#### Extracted records

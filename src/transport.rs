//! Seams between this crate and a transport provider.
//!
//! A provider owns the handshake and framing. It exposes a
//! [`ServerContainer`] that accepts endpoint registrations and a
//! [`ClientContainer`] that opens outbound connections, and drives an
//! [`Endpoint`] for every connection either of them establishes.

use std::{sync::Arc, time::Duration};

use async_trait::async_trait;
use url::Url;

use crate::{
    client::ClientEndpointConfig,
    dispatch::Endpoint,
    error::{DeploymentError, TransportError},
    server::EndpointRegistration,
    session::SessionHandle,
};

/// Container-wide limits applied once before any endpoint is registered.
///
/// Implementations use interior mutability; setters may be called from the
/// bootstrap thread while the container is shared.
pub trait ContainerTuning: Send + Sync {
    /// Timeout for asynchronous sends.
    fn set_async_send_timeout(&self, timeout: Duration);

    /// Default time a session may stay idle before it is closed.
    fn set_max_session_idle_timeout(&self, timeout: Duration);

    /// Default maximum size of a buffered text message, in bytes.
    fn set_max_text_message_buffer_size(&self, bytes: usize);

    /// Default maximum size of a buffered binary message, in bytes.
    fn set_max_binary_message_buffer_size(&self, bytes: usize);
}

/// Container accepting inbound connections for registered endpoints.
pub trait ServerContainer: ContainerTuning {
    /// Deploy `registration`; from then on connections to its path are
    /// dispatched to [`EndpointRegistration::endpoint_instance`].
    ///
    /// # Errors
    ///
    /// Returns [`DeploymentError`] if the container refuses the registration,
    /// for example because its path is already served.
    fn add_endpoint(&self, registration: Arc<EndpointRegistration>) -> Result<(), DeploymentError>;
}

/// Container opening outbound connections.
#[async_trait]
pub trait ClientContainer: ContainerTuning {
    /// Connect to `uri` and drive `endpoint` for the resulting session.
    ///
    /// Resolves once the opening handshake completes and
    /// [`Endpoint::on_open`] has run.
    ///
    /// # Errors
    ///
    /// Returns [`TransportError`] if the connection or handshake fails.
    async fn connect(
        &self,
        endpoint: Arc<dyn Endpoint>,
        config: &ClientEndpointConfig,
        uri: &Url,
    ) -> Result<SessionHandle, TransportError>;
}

########
#### Extracted records

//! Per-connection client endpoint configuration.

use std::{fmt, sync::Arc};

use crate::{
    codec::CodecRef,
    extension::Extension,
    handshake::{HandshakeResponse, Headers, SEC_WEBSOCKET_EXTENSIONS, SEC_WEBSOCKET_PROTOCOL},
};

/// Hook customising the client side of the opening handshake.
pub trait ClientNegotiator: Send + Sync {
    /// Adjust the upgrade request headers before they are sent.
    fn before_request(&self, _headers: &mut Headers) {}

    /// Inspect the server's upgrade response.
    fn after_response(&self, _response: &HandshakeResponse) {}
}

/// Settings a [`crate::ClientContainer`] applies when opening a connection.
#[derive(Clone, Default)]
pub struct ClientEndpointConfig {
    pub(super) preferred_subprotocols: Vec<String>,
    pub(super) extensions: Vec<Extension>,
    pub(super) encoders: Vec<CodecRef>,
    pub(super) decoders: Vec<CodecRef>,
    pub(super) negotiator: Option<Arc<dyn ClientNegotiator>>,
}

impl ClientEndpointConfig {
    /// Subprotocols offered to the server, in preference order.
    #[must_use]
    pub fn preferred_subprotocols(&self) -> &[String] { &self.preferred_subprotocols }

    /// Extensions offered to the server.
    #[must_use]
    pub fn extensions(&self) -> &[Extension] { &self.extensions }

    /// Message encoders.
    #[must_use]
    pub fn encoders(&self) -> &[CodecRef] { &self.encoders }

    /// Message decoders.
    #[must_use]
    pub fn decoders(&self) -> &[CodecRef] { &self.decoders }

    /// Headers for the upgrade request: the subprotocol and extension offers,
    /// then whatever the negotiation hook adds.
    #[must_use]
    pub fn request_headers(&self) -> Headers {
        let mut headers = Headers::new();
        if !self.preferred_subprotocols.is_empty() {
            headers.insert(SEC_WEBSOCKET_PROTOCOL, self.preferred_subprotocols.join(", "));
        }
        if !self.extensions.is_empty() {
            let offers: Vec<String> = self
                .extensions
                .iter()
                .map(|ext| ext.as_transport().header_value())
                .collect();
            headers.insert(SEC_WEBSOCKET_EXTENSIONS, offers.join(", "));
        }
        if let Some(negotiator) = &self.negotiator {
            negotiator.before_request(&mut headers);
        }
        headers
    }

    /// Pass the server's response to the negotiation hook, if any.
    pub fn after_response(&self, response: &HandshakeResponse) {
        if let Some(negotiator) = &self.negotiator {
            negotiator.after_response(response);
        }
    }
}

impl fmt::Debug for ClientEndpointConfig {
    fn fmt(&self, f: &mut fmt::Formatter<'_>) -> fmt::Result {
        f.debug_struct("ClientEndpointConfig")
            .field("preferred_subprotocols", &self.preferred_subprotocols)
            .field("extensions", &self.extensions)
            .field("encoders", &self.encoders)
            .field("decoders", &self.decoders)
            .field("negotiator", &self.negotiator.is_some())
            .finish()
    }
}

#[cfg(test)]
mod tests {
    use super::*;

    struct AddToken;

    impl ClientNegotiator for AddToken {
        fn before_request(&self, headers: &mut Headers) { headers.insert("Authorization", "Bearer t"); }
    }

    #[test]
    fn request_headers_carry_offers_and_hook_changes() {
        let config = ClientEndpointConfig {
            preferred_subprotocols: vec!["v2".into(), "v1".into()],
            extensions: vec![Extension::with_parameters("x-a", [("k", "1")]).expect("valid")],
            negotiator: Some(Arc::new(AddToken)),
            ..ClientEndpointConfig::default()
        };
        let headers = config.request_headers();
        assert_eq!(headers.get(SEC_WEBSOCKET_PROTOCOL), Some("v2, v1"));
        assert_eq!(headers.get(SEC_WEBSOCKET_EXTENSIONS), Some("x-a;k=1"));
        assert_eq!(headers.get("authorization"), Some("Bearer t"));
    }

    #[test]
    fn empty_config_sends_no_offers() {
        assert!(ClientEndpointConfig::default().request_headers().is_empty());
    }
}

########

Prompt = Copy the lines of the data above exactly as written, beginning with the line containing "filename src/transport.rs" and ending with the line containing "its path are", and leave out all other lines.

Expected output =
filename src/transport.rs
//! Seams between this crate and a transport provider.
//!
//! A provider owns the handshake and framing. It exposes a
//! [`ServerContainer`] that accepts endpoint registrations and a
//! [`ClientContainer`] that opens outbound connections, and drives an
//! [`Endpoint`] for every connection either of them establishes.

use std::{sync::Arc, time::Duration};

use async_trait::async_trait;
use url::Url;

use crate::{
    client::ClientEndpointConfig,
    dispatch::Endpoint,
    error::{DeploymentError, TransportError},
    server::EndpointRegistration,
    session::SessionHandle,
};

/// Container-wide limits applied once before any endpoint is registered.
///
/// Implementations use interior mutability; setters may be called from the
/// bootstrap thread while the container is shared.
pub trait ContainerTuning: Send + Sync {
    /// Timeout for asynchronous sends.
    fn set_async_send_timeout(&self, timeout: Duration);

    /// Default time a session may stay idle before it is closed.
    fn set_max_session_idle_timeout(&self, timeout: Duration);

    /// Default maximum size of a buffered text message, in bytes.
    fn set_max_text_message_buffer_size(&self, bytes: usize);

    /// Default maximum size of a buffered binary message, in bytes.
    fn set_max_binary_message_buffer_size(&self, bytes: usize);
}

/// Container accepting inbound connections for registered endpoints.
pub trait ServerContainer: ContainerTuning {
    /// Deploy `registration`; from then on connections to its path are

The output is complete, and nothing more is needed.